No, but that isn't the purpose of a slogan. It's to impress the idea on the student's little head as it is taken to be a fact they should learn well.
Although I continued to read popular discussions of evolutionism in various periodicals for the next few decades, many articles and columns by Stephen Jay Gould, for instance, and was quite addicted to Skeptical Inquirer, which defended the ToE against creationism, I never once saw anything that retracted that formula.
You didn't for instance read Gould's 1977 book 'Ontogeny and Phylogeny' which gives a very detailed history of the recapitulationist movement and its subsequent fall from grace and eclipse by those interested in the actual mechanics of development.
No I didn't, and if I knew of the book I probably had no idea that it was about the historical discrediting of the idea. However, since the idea continues to be held in merely slightly modified form, it sometimes starts to sound like a tempest in a teapot. It's certainly clear that Haeckel was dishonest in his illustrations and that's a big deal, but since the theory has only been slightly modified anyway, despite his dishonesty, it's not as if we have a major paradigm shift here.
Although they are officially repudiating the discredited formulation, it looks to me like they are still holding on to the main form of the same old claim. What does it mean that the earlier stages of embryos of species advanced in the evolutionary process, such as humans, resemble the embryos of ancestral species, such as fish?
I'm not even sure what this encyclopedia is talking about, the biogenetic law is very specifically Haeckel's theory. In fact given that the encyclopedia talks about humans being more advanced in the evolutionary process than fish, a pretty untenable claim without distinguishing between ancient and modern fish, I'm thinking that I won't be going to the Columbia Encyclopedia as a source of knowledge.

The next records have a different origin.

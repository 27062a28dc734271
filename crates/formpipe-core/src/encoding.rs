//! Text encodings supported for form bodies.
//!
//! `application/x-www-form-urlencoded` bodies are almost always UTF-8, but
//! the charset may name another encoding. Delimiter scanning must then step
//! by the encoding's code unit width: in UTF-16LE an `&` is the byte pair
//! `26 00`, and a lone `0x26` inside another code unit is not a delimiter.

/// A text encoding for form body bytes.
#[derive(Debug, Clone, Copy, PartialEq, Eq, Default)]
pub enum TextEncoding {
    /// UTF-8 (the default for form bodies).
    #[default]
    Utf8,
    /// 7-bit ASCII; bytes above `0x7F` decode to U+FFFD.
    Ascii,
    /// UTF-16, little-endian code units.
    Utf16Le,
    /// UTF-32, little-endian code units.
    Utf32Le,
}

/// An ASCII character encoded as a single code unit of some encoding.
///
/// Used for the delimiter bytes (`&`, `=`) the scanner searches for.
#[derive(Debug, Clone, Copy, PartialEq, Eq)]
pub struct CodeUnit {
    bytes: [u8; 4],
    len: usize,
}

impl CodeUnit {
    /// The encoded bytes of this code unit.
    #[must_use]
    pub fn as_bytes(&self) -> &[u8] {
        &self.bytes[..self.len]
    }

    /// The width of this code unit in bytes.
    #[must_use]
    pub fn width(&self) -> usize {
        self.len
    }
}

impl TextEncoding {
    /// Width of one code unit in bytes.
    #[must_use]
    pub fn code_unit_width(self) -> usize {
        match self {
            Self::Utf8 | Self::Ascii => 1,
            Self::Utf16Le => 2,
            Self::Utf32Le => 4,
        }
    }

    /// Encode an ASCII byte as a single code unit of this encoding.
    ///
    /// Only meaningful for ASCII input; the scanner uses it for `&` and `=`.
    #[must_use]
    pub fn encode_ascii(self, ch: u8) -> CodeUnit {
        debug_assert!(ch.is_ascii());
        let mut bytes = [0u8; 4];
        bytes[0] = ch;
        CodeUnit {
            bytes,
            len: self.code_unit_width(),
        }
    }

    /// Decode raw bytes to text, replacing invalid input with U+FFFD.
    ///
    /// Trailing bytes that do not fill a whole code unit also decode to
    /// U+FFFD rather than being dropped silently.
    #[must_use]
    pub fn decode_lossy(self, raw: &[u8]) -> String {
        match self {
            Self::Utf8 => String::from_utf8_lossy(raw).into_owned(),
            Self::Ascii => raw
                .iter()
                .map(|&b| {
                    if b.is_ascii() {
                        b as char
                    } else {
                        char::REPLACEMENT_CHARACTER
                    }
                })
                .collect(),
            Self::Utf16Le => {
                let mut units = Vec::with_capacity(raw.len() / 2 + 1);
                let mut chunks = raw.chunks_exact(2);
                for pair in &mut chunks {
                    units.push(u16::from_le_bytes([pair[0], pair[1]]));
                }
                let mut text = String::from_utf16_lossy(&units);
                if !chunks.remainder().is_empty() {
                    text.push(char::REPLACEMENT_CHARACTER);
                }
                text
            }
            Self::Utf32Le => {
                let mut text = String::with_capacity(raw.len() / 4 + 1);
                let mut chunks = raw.chunks_exact(4);
                for quad in &mut chunks {
                    let scalar = u32::from_le_bytes([quad[0], quad[1], quad[2], quad[3]]);
                    text.push(char::from_u32(scalar).unwrap_or(char::REPLACEMENT_CHARACTER));
                }
                if !chunks.remainder().is_empty() {
                    text.push(char::REPLACEMENT_CHARACTER);
                }
                text
            }
        }
    }

    /// Encode text back to bytes in this encoding.
    ///
    /// Mostly useful for building test inputs in non-UTF-8 encodings.
    #[must_use]
    pub fn encode_str(self, text: &str) -> Vec<u8> {
        match self {
            Self::Utf8 | Self::Ascii => text.as_bytes().to_vec(),
            Self::Utf16Le => {
                let mut out = Vec::with_capacity(text.len() * 2);
                for unit in text.encode_utf16() {
                    out.extend_from_slice(&unit.to_le_bytes());
                }
                out
            }
            Self::Utf32Le => {
                let mut out = Vec::with_capacity(text.len() * 4);
                for ch in text.chars() {
                    out.extend_from_slice(&(ch as u32).to_le_bytes());
                }
                out
            }
        }
    }
}

#[cfg(test)]
mod tests {
    use super::*;

    #[test]
    fn code_unit_widths() {
        assert_eq!(TextEncoding::Utf8.code_unit_width(), 1);
        assert_eq!(TextEncoding::Ascii.code_unit_width(), 1);
        assert_eq!(TextEncoding::Utf16Le.code_unit_width(), 2);
        assert_eq!(TextEncoding::Utf32Le.code_unit_width(), 4);
    }

    #[test]
    fn ampersand_patterns() {
        assert_eq!(TextEncoding::Utf8.encode_ascii(b'&').as_bytes(), b"&");
        assert_eq!(
            TextEncoding::Utf16Le.encode_ascii(b'&').as_bytes(),
            &[0x26, 0x00]
        );
        assert_eq!(
            TextEncoding::Utf32Le.encode_ascii(b'&').as_bytes(),
            &[0x26, 0x00, 0x00, 0x00]
        );
    }

    #[test]
    fn utf8_round_trip() {
        let bytes = TextEncoding::Utf8.encode_str("café");
        assert_eq!(TextEncoding::Utf8.decode_lossy(&bytes), "café");
    }

    #[test]
    fn utf16le_round_trip() {
        let bytes = TextEncoding::Utf16Le.encode_str("foo=bar");
        assert_eq!(bytes.len(), 14);
        assert_eq!(TextEncoding::Utf16Le.decode_lossy(&bytes), "foo=bar");
    }

    #[test]
    fn utf32le_round_trip() {
        let bytes = TextEncoding::Utf32Le.encode_str("a&b");
        assert_eq!(bytes.len(), 12);
        assert_eq!(TextEncoding::Utf32Le.decode_lossy(&bytes), "a&b");
    }

    #[test]
    fn ascii_high_bytes_are_replaced() {
        assert_eq!(
            TextEncoding::Ascii.decode_lossy(&[b'a', 0xFF, b'b']),
            "a\u{FFFD}b"
        );
    }

    #[test]
    fn truncated_wide_unit_is_replaced() {
        let mut bytes = TextEncoding::Utf16Le.encode_str("ok");
        bytes.push(0x41); // half a code unit
        assert_eq!(TextEncoding::Utf16Le.decode_lossy(&bytes), "ok\u{FFFD}");
    }
}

Well there were three online encyclopedias that had that same entry word for word and I would suspect many others. It appears to be the official representation of the topic at the moment. And as for the rest of your thought here, PaulK appears to disagree with you as he thinks the encyclopedia did a fine job.
doesn't the reference to a supposed resemblance to FISH embryos suggest the discredited "gill slits" notion, simply retained in less specific guise?
=======
No, it suggests the still highly credible notion that the embryos of fish and humans display a number of highly similar features, including the developing pharyngeal structures.
Apparently what Haeckel did was simply make this ongoing assumption a little more tangible shall we say. However, PaulK thinks "gill slits" is still a correct description of what is seen in the embryo.
Another online encyclopedia that reproduces that identical definition is the one at Answers.com
Well it would be since they are both based on the Columbia Encyclopedia.
OK, possibly but I think the other was the Merriam Webster.
Since the dictionary definition is just that it can hardly be expected to provide the sort of information one expects from an encyclopedia.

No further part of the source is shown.